■ **TASK TO COMPLETE**
Locate the line that contains "pub struct PathParam<T>(pub T);" in the entries below, then repeat it and every following line through the line that contains "match Path::<T>::from_request_parts(parts, state).await", exactly, and no others.

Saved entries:
──────────
//! Logging configuration.

use serde::{Deserialize, Serialize};

/// Logging and tracing configuration.
#[derive(Debug, Clone, Serialize, Deserialize)]
pub struct LoggingConfig {
    /// Log level: `"trace"`, `"debug"`, `"info"`, `"warn"`, `"error"`.
    #[serde(default = "default_level")]
    pub level: String,
    /// Log format: `"json"` or `"pretty"`.
    #[serde(default = "default_format")]
    pub format: String,
}

impl Default for LoggingConfig {
    fn default() -> Self {
        Self {
            level: default_level(),
            format: default_format(),
        }
    }
}

fn default_level() -> String {
    "info".to_string()
}

fn default_format() -> String {
    "json".to_string()
}
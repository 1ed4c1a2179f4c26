//! Integration tests for token issuance and the authentication gate.

mod helpers;

use axum::http::StatusCode;
use chrono::{Duration, Utc};
use serde_json::{Map, json};

use classhub_auth::{Claims, TokenCodec};
use classhub_entity::UserRole;

#[tokio::test]
async fn test_issue_token_round_trips_subject() {
    let app = helpers::TestApp::new();

    let response = app
        .request(
            "POST",
            "/auth-token",
            Some(json!({ "email": "ada@univ.edu", "name": "Ada" })),
            None,
        )
        .await;

    assert_eq!(response.status, StatusCode::OK);
    let token = response.body["token"].as_str().unwrap();
    let claims = app.state.codec.verify(token).unwrap();
    assert_eq!(claims.email, "ada@univ.edu");
    assert_eq!(claims.extra["name"], "Ada");
}

#[tokio::test]
async fn test_jwt_alias_issues_tokens() {
    let app = helpers::TestApp::new();

    let response = app
        .request("POST", "/jwt", Some(json!({ "email": "ada@univ.edu" })), None)
        .await;

    assert_eq!(response.status, StatusCode::OK);
    assert!(response.body["token"].is_string());
}

#[tokio::test]
async fn test_issue_token_requires_email() {
    let app = helpers::TestApp::new();

    let response = app
        .request("POST", "/auth-token", Some(json!({ "name": "Ada" })), None)
        .await;

    assert_eq!(response.status, StatusCode::BAD_REQUEST);
    assert_eq!(response.body["error"], "VALIDATION_ERROR");
    assert_eq!(response.body["details"]["fields"], json!(["email"]));
}

#[tokio::test]
async fn test_issued_token_opens_protected_routes() {
    let app = helpers::TestApp::new();
    app.seed_user("ada@univ.edu", UserRole::Faculty).await;

    let issued = app
        .request(
            "POST",
            "/auth-token",
            Some(json!({ "email": "ada@univ.edu" })),
            None,
        )
        .await;
    let token = issued.body["token"].as_str().unwrap().to_string();

    let response = app
        .request("GET", "/users/faculty/ada@univ.edu", None, Some(&token))
        .await;

    assert_eq!(response.status, StatusCode::OK);
    assert_eq!(response.body, json!({ "faculty": true }));
}

#[tokio::test]
async fn test_token_with_audience_claim_opens_protected_routes() {
    let app = helpers::TestApp::new();
    app.seed_user("ada@univ.edu", UserRole::Faculty).await;

    let issued = app
        .request(
            "POST",
            "/auth-token",
            Some(json!({ "email": "ada@univ.edu", "aud": "web" })),
            None,
        )
        .await;
    assert_eq!(issued.status, StatusCode::OK);
    let token = issued.body["token"].as_str().unwrap().to_string();
    assert_eq!(app.state.codec.verify(&token).unwrap().extra["aud"], "web");

    let response = app
        .request("GET", "/users/faculty/ada@univ.edu", None, Some(&token))
        .await;

    assert_eq!(response.status, StatusCode::OK);
    assert_eq!(response.body, json!({ "faculty": true }));
}

#[tokio::test]
async fn test_missing_header_is_401_without_role_lookup() {
    let app = helpers::TestApp::new();
    app.seed_user("ada@univ.edu", UserRole::Admin).await;
    app.store.reset_counters();

    let response = app.request("GET", "/users", None, None).await;

    assert_eq!(response.status, StatusCode::UNAUTHORIZED);
    assert_eq!(response.body["error"], "UNAUTHENTICATED");
    assert_eq!(app.store.reads(), 0);
}

#[tokio::test]
async fn test_scheme_without_token_is_401() {
    let app = helpers::TestApp::new();

    let response = app
        .request_with_authorization("GET", "/users/admin/ada@univ.edu", None, Some("Bearer"))
        .await;

    assert_eq!(response.status, StatusCode::UNAUTHORIZED);
}

#[tokio::test]
async fn test_wrong_secret_is_403() {
    let app = helpers::TestApp::new();
    app.seed_user("ada@univ.edu", UserRole::Admin).await;
    app.store.reset_counters();

    let forger = TokenCodec::new("some-other-secret", Duration::hours(1)).unwrap();
    let token = forger.sign_subject("ada@univ.edu").unwrap();

    let response = app.request("GET", "/users", None, Some(&token)).await;

    assert_eq!(response.status, StatusCode::FORBIDDEN);
    assert_eq!(response.body["message"], "forbidden access");
    assert_eq!(app.store.reads(), 0);
}

#[tokio::test]
async fn test_expired_token_is_403_with_same_message() {
    let app = helpers::TestApp::new();
    app.seed_user("ada@univ.edu", UserRole::Admin).await;

    let now = Utc::now();
    let token = app
        .state
        .codec
        .issue(&Claims {
            email: "ada@univ.edu".to_string(),
            iat: (now - Duration::hours(2)).timestamp(),
            exp: (now - Duration::hours(1)).timestamp(),
            extra: Map::new(),
        })
        .unwrap();

    let response = app.request("GET", "/users", None, Some(&token)).await;

    assert_eq!(response.status, StatusCode::FORBIDDEN);
    assert_eq!(response.body["message"], "forbidden access");
}

#[tokio::test]
async fn test_malformed_token_is_403() {
    let app = helpers::TestApp::new();

    let response = app
        .request("GET", "/users/admin/ada@univ.edu", None, Some("not-a-jwt"))
        .await;

    assert_eq!(response.status, StatusCode::FORBIDDEN);
    assert_eq!(response.body["error"], "FORBIDDEN");
}

#[tokio::test]
async fn test_public_routes_need_no_token() {
    let app = helpers::TestApp::new();

    let root = app.request("GET", "/", None, None).await;
    assert_eq!(root.status, StatusCode::OK);
    assert_eq!(root.text, "Server is running");

    let health = app.request("GET", "/health", None, None).await;
    assert_eq!(health.status, StatusCode::OK);
    assert_eq!(health.body["store"], "memory");
    assert_eq!(health.body["database"], "in-memory");

    let courses = app.request("GET", "/courses", None, None).await;
    assert_eq!(courses.status, StatusCode::OK);
    assert_eq!(courses.body, json!([]));
}
//! Role gates for route groups. Must run after [`authenticate`](super::auth::authenticate).

use axum::extract::{Request, State};
use axum::middleware::Next;
use axum::response::Response;

use classhub_entity::UserRole;

use crate::error::ApiError;
use crate::extractors::AuthUser;
use crate::state::AppState;

/// Continues only when the caller holds the `admin` role.
pub async fn require_admin(
    State(state): State<AppState>,
    AuthUser(principal): AuthUser,
    request: Request,
    next: Next,
) -> Result<Response, ApiError> {
    state
        .role_gate
        .require_role(&principal, &[UserRole::Admin])
        .await?;
    Ok(next.run(request).await)
}

/// Continues only when the caller holds the `faculty` or `admin` role.
pub async fn require_faculty_or_admin(
    State(state): State<AppState>,
    AuthUser(principal): AuthUser,
    request: Request,
    next: Next,
) -> Result<Response, ApiError> {
    state
        .role_gate
        .require_role(&principal, &[UserRole::Faculty, UserRole::Admin])
        .await?;
    Ok(next.run(request).await)
}
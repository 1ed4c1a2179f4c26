//! Classroom resource handlers.

use axum::Json;
use axum::extract::State;
use axum::http::StatusCode;

use classhub_entity::ClassResource;
use classhub_service::classroom::CreateClassResourceRequest;

use crate::dto::response::{ClassResourceCreated, MessageResponse};
use crate::error::ApiResult;
use crate::extractors::{JsonBody, PathParam};
use crate::state::AppState;

/// GET /classresources
pub async fn list_class_resources(
    State(state): State<AppState>,
) -> ApiResult<Json<Vec<ClassResource>>> {
    Ok(Json(state.class_resource_service.list().await?))
}

/// GET /classresources/{class_code}
pub async fn list_classroom_resources(
    State(state): State<AppState>,
    PathParam(class_code): PathParam<String>,
) -> ApiResult<Json<Vec<ClassResource>>> {
    Ok(Json(
        state
            .class_resource_service
            .list_by_class(&class_code)
            .await?,
    ))
}

/// POST /classresources
pub async fn create_class_resource(
    State(state): State<AppState>,
    JsonBody(req): JsonBody<CreateClassResourceRequest>,
) -> ApiResult<(StatusCode, Json<ClassResourceCreated>)> {
    let class_resource = state.class_resource_service.create(req).await?;
    Ok((
        StatusCode::CREATED,
        Json(ClassResourceCreated {
            message: "class resource created".to_string(),
            inserted_id: class_resource.id,
            class_resource,
        }),
    ))
}

/// DELETE /classresources/{id}
pub async fn delete_class_resource(
    State(state): State<AppState>,
    PathParam(id): PathParam<i64>,
) -> ApiResult<Json<MessageResponse>> {
    state.class_resource_service.delete(id).await?;
    Ok(Json(MessageResponse::new("class resource deleted")))
}
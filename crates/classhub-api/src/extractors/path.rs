//! Typed path parameter extractor.

use axum::extract::rejection::PathRejection;
use axum::extract::{FromRequestParts, Path};
use axum::http::request::Parts;

use classhub_core::error::AppError;

use crate::error::ApiError;

/// Like [`axum::extract::Path`], but a segment that fails to parse (such as
/// a non-numeric id) is a 400 validation error in the standard error body.
#[derive(Debug, Clone)]
pub struct PathParam<T>(pub T);

impl<S, T> FromRequestParts<S> for PathParam<T>
where
    Path<T>: FromRequestParts<S, Rejection = PathRejection>,
    S: Send + Sync,
{
    type Rejection = ApiError;

    async fn from_request_parts(parts: &mut Parts, state: &S) -> Result<Self, Self::Rejection> {
        match Path::<T>::from_request_parts(parts, state).await {
            Ok(Path(value)) => Ok(Self(value)),
            Err(rejection) => Err(ApiError(AppError::validation(rejection.body_text()))),
        }
    }
}
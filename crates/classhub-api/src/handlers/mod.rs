//! HTTP request handlers organized by domain.

pub mod auth;
pub mod class_resources;
pub mod classroom;
pub mod courses;
pub mod health;
pub mod resources;
pub mod users;
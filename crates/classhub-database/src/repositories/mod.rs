//! PostgreSQL repository implementations for all ClassHub entities.

pub mod class_resource;
pub mod classroom;
pub mod course;
pub mod resource;
pub mod user;

pub use class_resource::ClassResourceRepository;
pub use classroom::ClassroomRepository;
pub use course::CourseRepository;
pub use resource::ResourceRepository;
pub use user::UserRepository;

use sqlx::Postgres;
use sqlx::postgres::PgArguments;
use sqlx::query::Query;
use sqlx::types::Json;

use crate::update::FieldValue;

/// Bind one partial update value to the next placeholder.
pub(crate) fn bind_value<'q>(
    query: Query<'q, Postgres, PgArguments>,
    value: &'q FieldValue,
) -> Query<'q, Postgres, PgArguments> {
    match value {
        FieldValue::Null => query.bind(None::<String>),
        FieldValue::Text(s) => query.bind(s.as_str()),
        FieldValue::Boolean(b) => query.bind(*b),
        FieldValue::Float(f) => query.bind(*f),
        FieldValue::Integer(i) => query.bind(*i),
        FieldValue::Json(v) => query.bind(Json(v)),
    }
}
//! Course repository implementation.

use async_trait::async_trait;
use sqlx::PgPool;

use classhub_core::result::AppResult;
use classhub_entity::{Course, NewCourse};

use crate::error::{map_read_error, map_write_error};
use crate::repositories::bind_value;
use crate::store::CourseStore;
use crate::update::PartialUpdate;

/// Repository for the course catalog.
#[derive(Debug, Clone)]
pub struct CourseRepository {
    pool: PgPool,
}

impl CourseRepository {
    /// Create a new course repository.
    pub fn new(pool: PgPool) -> Self {
        Self { pool }
    }
}

#[async_trait]
impl CourseStore for CourseRepository {
    async fn find_all(&self) -> AppResult<Vec<Course>> {
        sqlx::query_as::<_, Course>("SELECT * FROM courses ORDER BY course_code")
            .fetch_all(&self.pool)
            .await
            .map_err(|e| map_read_error(e, "list courses"))
    }

    async fn find_by_code(&self, code: &str) -> AppResult<Option<Course>> {
        sqlx::query_as::<_, Course>("SELECT * FROM courses WHERE course_code = $1")
            .bind(code)
            .fetch_optional(&self.pool)
            .await
            .map_err(|e| map_read_error(e, "find course"))
    }

    async fn exists(&self, code: &str) -> AppResult<bool> {
        sqlx::query_scalar::<_, bool>(
            "SELECT EXISTS(SELECT 1 FROM courses WHERE course_code = $1)",
        )
        .bind(code)
        .fetch_one(&self.pool)
        .await
        .map_err(|e| map_read_error(e, "check course existence"))
    }

    async fn create(&self, data: &NewCourse) -> AppResult<Course> {
        sqlx::query_as::<_, Course>(
            "INSERT INTO courses (course_code, course_title, pre_requisite, soft_pre_requisite, \
                                  lab, credit, course_description) \
             VALUES ($1, $2, $3, $4, $5, $6, $7) RETURNING *",
        )
        .bind(&data.course_code)
        .bind(&data.course_title)
        .bind(&data.pre_requisite)
        .bind(&data.soft_pre_requisite)
        .bind(data.lab)
        .bind(data.credit)
        .bind(&data.course_description)
        .fetch_one(&self.pool)
        .await
        .map_err(|e| {
            map_write_error(
                e,
                "create course",
                &format!("Course '{}' already exists", data.course_code),
                None,
            )
        })
    }

    async fn update(&self, code: &str, changes: &PartialUpdate) -> AppResult<u64> {
        let sql = changes.statement(&Course::SCHEMA);
        let mut query = sqlx::query(&sql);
        for value in changes.values() {
            query = bind_value(query, value);
        }
        query
            .bind(code)
            .execute(&self.pool)
            .await
            .map(|r| r.rows_affected())
            .map_err(|e| {
                map_write_error(
                    e,
                    "update course",
                    "Course code already in use",
                    None,
                )
            })
    }

    async fn delete(&self, code: &str) -> AppResult<u64> {
        sqlx::query("DELETE FROM courses WHERE course_code = $1")
            .bind(code)
            .execute(&self.pool)
            .await
            .map(|r| r.rows_affected())
            .map_err(|e| map_read_error(e, "delete course"))
    }
}
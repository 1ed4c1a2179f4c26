//! # classhub-core
//!
//! Core crate for ClassHub. Contains the configuration schemas and the
//! unified error system shared by every other crate.
//!
//! This crate has **no** internal dependencies on other ClassHub crates.

pub mod config;
pub mod error;
pub mod result;

pub use error::{AppError, ErrorDetail, ErrorKind};
pub use result::AppResult;
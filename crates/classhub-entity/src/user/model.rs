//! User entity model.

use serde::{Deserialize, Serialize};
use sqlx::FromRow;

use super::role::UserRole;

/// A registered user and the role record the authorization gate reads.
#[derive(Debug, Clone, PartialEq, Serialize, Deserialize, FromRow)]
pub struct User {
    /// Surrogate key.
    pub id: i64,
    /// Display name.
    pub name: Option<String>,
    /// Unique subject identifier; matches the `email` claim of tokens.
    pub email: String,
    /// Assigned role.
    pub role: UserRole,
}

impl User {
    /// Check whether this user holds the given role.
    pub fn has_role(&self, role: UserRole) -> bool {
        self.role == role
    }
}

/// Data required to create a new user.
#[derive(Debug, Clone, Serialize, Deserialize)]
pub struct NewUser {
    /// Display name.
    pub name: Option<String>,
    /// Unique email address.
    pub email: String,
    /// Assigned role.
    pub role: UserRole,
}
──────────
■ **YOUR SOLUTION**
pub struct PathParam<T>(pub T);

impl<S, T> FromRequestParts<S> for PathParam<T>
where
    Path<T>: FromRequestParts<S, Rejection = PathRejection>,
    S: Send + Sync,
{
    type Rejection = ApiError;

    async fn from_request_parts(parts: &mut Parts, state: &S) -> Result<Self, Self::Rejection> {
        match Path::<T>::from_request_parts(parts, state).await {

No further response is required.